Jay-Z was on the Grammys, but the words, “Come see ‘Fela!’ — my exciting new Broadway show at the Eugene O’Neill,” didn’t pass his lips.

And I’m sure that if he insisted the “Fela!” cast do a number on the show, ticket sales would have gone through the roof.

“Fela!” — a good show that deserves a long run — is showing signs of life at the box office, but it could use a Green Day-like push, especially in the spring when it will square off against “American Idiot” for audiences and awards.

So, Jay-Z, as they say in the hip-hop world, straighten up and fly right. Green Day’s got the edge.

DAVID Brown, the dapper and delight ful movie and theater producer, died this week at age 93.

His Hollywood credits are legendary: “Jaws,” “The Sting,” “Driving Miss Daisy,” “The Verdict.” On Broadway, he produced the entertaining “Tru,” a one-man play about Truman Capote, and the mediocre “Dirty Rotten Scoundrels.”

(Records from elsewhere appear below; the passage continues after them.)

/// Evaluate with depth tracking so runaway recursion becomes a
/// `StackOverflow` error rather than a crash
fn eval_with_depth_tracking(expr: &Value, env: &Env, depth: usize) -> Result<Value, Error> {
    if depth >= MAX_EVAL_DEPTH {
        return Err(Error::StackOverflow {
            limit: MAX_EVAL_DEPTH,
        });
    }
    ensure_sufficient_stack(|| match expr {
        Value::List(elements) if !elements.is_empty() => eval_list(elements, env, depth),
        _ => eval_ast(expr, env, depth),
    })
}

/// Evaluate a form that is not an application: symbols are looked up,
/// collections are evaluated element-wise, everything else evaluates to itself
fn eval_ast(expr: &Value, env: &Env, depth: usize) -> Result<Value, Error> {
    match expr {
        Value::Symbol(_) => env.get(expr),
        Value::List(items) => Ok(list(eval_args(items, env, depth)?)),
        Value::Vector(items) => Ok(vector(eval_args(items, env, depth)?)),
        Value::Hashmap(map) => {
            let evaluated = map
                .iter()
                .map(|(key, value)| {
                    eval_with_depth_tracking(value, env, depth + 1).map(|v| (key.clone(), v))
                })
                .collect::<Result<BTreeMap<_, _>, Error>>()?;
            Ok(hashmap(evaluated))
        }
        Value::Integer(_)
        | Value::Keyword(_)
        | Value::String(_)
        | Value::Bool(_)
        | Value::Nil
        | Value::Function(_)
        | Value::Comment(_) => Ok(expr.clone()),
    }
}

/// Evaluate argument expressions left to right
fn eval_args(args: &[Value], env: &Env, depth: usize) -> Result<Vec<Value>, Error> {
    args.iter()
        .map(|arg| eval_with_depth_tracking(arg, env, depth + 1))
        .collect()
}

/// Evaluate a non-empty list: a special form or a function application
fn eval_list(elements: &[Value], env: &Env, depth: usize) -> Result<Value, Error> {
    let [head, arg_exprs @ ..] = elements else {
        return Ok(list(Vec::new()));
    };

    if let Some(name) = head.as_symbol()
        && let Some((_, handler)) = SPECIAL_FORMS.iter().find(|(form, _)| *form == name)
    {
        trace!(form = name, depth, "special form");
        return handler(arg_exprs, env, depth);
    }

    let func = eval_with_depth_tracking(head, env, depth + 1)?;
    let args = eval_args(arg_exprs, env, depth)?;
    apply(&func, args, depth)
}

/// Call `func` with already-evaluated arguments
pub(crate) fn apply(func: &Value, args: Vec<Value>, depth: usize) -> Result<Value, Error> {
    let Value::Function(function) = func else {
        return Err(Error::CalledNonFunction(func.to_string()));
    };

    match function.as_ref() {
        Function::Builtin { id, func } => {
            trace!(id = id.as_str(), args = args.len(), "apply builtin");
            func(args)
        }
        Function::Closure { params, body, env } => {
            let call_env = Env::bind(env, params, args)?;
            trace!(depth, "apply closure");
            eval_with_depth_tracking(body, &call_env, depth + 1)
        }
    }
}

He also produced a flop that should have been a hit: “Sweet Smell of Success,” about the power-mad gossip columnist J.J. Hunsecker.

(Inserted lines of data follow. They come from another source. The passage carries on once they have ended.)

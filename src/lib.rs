// SPDX-License-Identifier: MIT

//! A parser for HID Reports, driven by the HID Report Descriptor of the device.
//!
//! The HID Report Descriptor describes the layout of every report the device
//! sends or accepts. This crate walks the descriptor and the raw report bytes
//! side by side and produces one [Field] per data field in the report, i.e. a
//! `(usage page, usage, value)` triple. Constant (padding) fields are skipped.
//!
//! ```
//! use hidfields::{ReportParser, ReportType};
//!
//! // A 3-button mouse with relative X/Y axes
//! let descriptor: &[u8] = &[
//!     0x05, 0x01, 0x09, 0x02, 0xA1, 0x01, 0x09, 0x01, 0xA0, 0x05, 0x09, 0x19, 0x01, 0x29,
//!     0x03, 0x14, 0x25, 0x01, 0x75, 0x01, 0x95, 0x03, 0x81, 0x02, 0x75, 0x05, 0x95, 0x01,
//!     0x81, 0x01, 0x05, 0x01, 0x09, 0x30, 0x09, 0x31, 0x15, 0x81, 0x25, 0x7F, 0x75, 0x08,
//!     0x95, 0x02, 0x81, 0x06, 0xC0, 0xC0,
//! ];
//! let report: &[u8] = &[0x03, 0xFE, 0xFD];
//!
//! let mut parser = ReportParser::new(descriptor, ReportType::Input, report);
//! while parser.has_more() {
//!     let field = parser.get_field().unwrap();
//!     println!("{:04x}:{:04x} = {}", field.usage_page.0, field.usage_id.0, field.value);
//! }
//! ```
//!
//! Neither the descriptor nor the report is trusted. The parser never reads
//! out of bounds and never allocates, a malformed descriptor ends the parse
//! early with an error available from [ReportParser::error].
//!
//! [DescriptorUsages] walks the descriptor alone and lists the usage and
//! bit position of every field, e.g. to find the Caps Lock LED before
//! building an Output report. The [query] functions answer questions about
//! the descriptor as a whole, e.g. the expected size of a report.
//!
//! In this document and unless stated otherwise, a reference to "Section a.b.c" refers to the
//! [HID Device Class Definition for HID 1.11](https://www.usb.org/document-library/device-class-definition-hid-111).

use thiserror::Error;

mod fields;
mod globals;
pub mod hid;
mod parser;
pub mod query;
mod report;
pub mod types;
mod usage;

use hid::{MainDataItem, MainItem};

pub use fields::{DescriptorUsage, DescriptorUsages};
pub use parser::{Field, ReportParser};
pub use query::{
    report_id_declared, report_id_valid, report_size_for_id, validate_report, ReportIdStatus,
    NO_REPORT_ID,
};
pub use types::*;

/// The type of report to parse, see Section 7.2.1. Only the
/// Main items of that type create fields.
#[derive(Debug, Clone, Copy, PartialEq, Eq, Hash)]
pub enum ReportType {
    Input,
    Output,
    Feature,
}

impl ReportType {
    /// Returns the data item flags if the given Main item is of this report type.
    pub(crate) fn data_item(&self, item: &MainItem) -> Option<MainDataItem> {
        match (self, item) {
            (ReportType::Input, MainItem::Input(i))
            | (ReportType::Output, MainItem::Output(i))
            | (ReportType::Feature, MainItem::Feature(i)) => Some(*i),
            _ => None,
        }
    }
}

#[derive(Error, Debug, Clone, PartialEq, Eq)]
pub enum ParserError {
    #[error("Malformed report descriptor: item at offset {offset} exceeds the descriptor")]
    MalformedDescriptor { offset: usize },
    #[error("No usage for the main item at offset {offset}")]
    UnresolvedUsages { offset: usize },
    #[error("No more fields in this report")]
    NoMoreFields,
    #[error("Report ID {id} is not declared in the report descriptor")]
    InvalidReportId { id: u16 },
    #[error("Report too short: expected {expected} bytes, got {actual}")]
    ReportTooShort { expected: usize, actual: usize },
    #[error("Report size mismatch: expected {expected} bytes, got {actual}")]
    ReportSizeMismatch { expected: usize, actual: usize },
}

pub(crate) type Result<T> = std::result::Result<T, ParserError>;

#[cfg(test)]
mod tests {
    use super::*;
    use crate::hid::{DescriptorItem, ItemType};

    #[test]
    fn report_type_filter() {
        let input = DescriptorItem::try_from([0x81, 0x02].as_slice()).unwrap();
        let ItemType::Main(main) = input.item_type() else {
            panic!("Wrong item type");
        };
        assert!(ReportType::Input.data_item(&main).is_some());
        assert!(ReportType::Output.data_item(&main).is_none());
        assert!(ReportType::Feature.data_item(&main).is_none());

        let feature = DescriptorItem::try_from([0xB1, 0x03].as_slice()).unwrap();
        let ItemType::Main(main) = feature.item_type() else {
            panic!("Wrong item type");
        };
        let flags = ReportType::Feature.data_item(&main).unwrap();
        assert!(flags.is_constant());
        assert!(ReportType::Input.data_item(&main).is_none());

        let collection = DescriptorItem::try_from([0xA1, 0x01].as_slice()).unwrap();
        let ItemType::Main(main) = collection.item_type() else {
            panic!("Wrong item type");
        };
        assert!(ReportType::Input.data_item(&main).is_none());
    }

    #[test]
    fn error_messages() {
        let e = ParserError::MalformedDescriptor { offset: 7 };
        assert_eq!(
            format!("{e}"),
            "Malformed report descriptor: item at offset 7 exceeds the descriptor"
        );
        let e = ParserError::ReportTooShort {
            expected: 3,
            actual: 2,
        };
        assert_eq!(format!("{e}"), "Report too short: expected 3 bytes, got 2");
    }
}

I had a lot of J.J.-like fun with that show, chronicling its woes out of town and tearing it apart when it opened on Broadway in 2002.

After one especially nasty column, Brown sent me a letter.

“I’ve never heard of you, Mr. Riedel, and I doubt that you could write a play, much less critique one,” he wrote. “You have not yet mastered the art of writing a column.

“I’ve seen you and your kind through the years. You have the life span of a gnat. As Walter Winchell used to say, ‘Be nice to people you meet on the way up — they’re the ones you meet on the way down.’

“However, this doesn’t apply to you, as you are definitely not on the way up.”

(Truer words were never spoken.)

I printed the letter in my column, and the next day Brown called to say, “My phone is ringing off the hook. I haven’t had this much attention since my last Oscar nomination!”

We had lunch, lots of laughs and a good bottle of wine.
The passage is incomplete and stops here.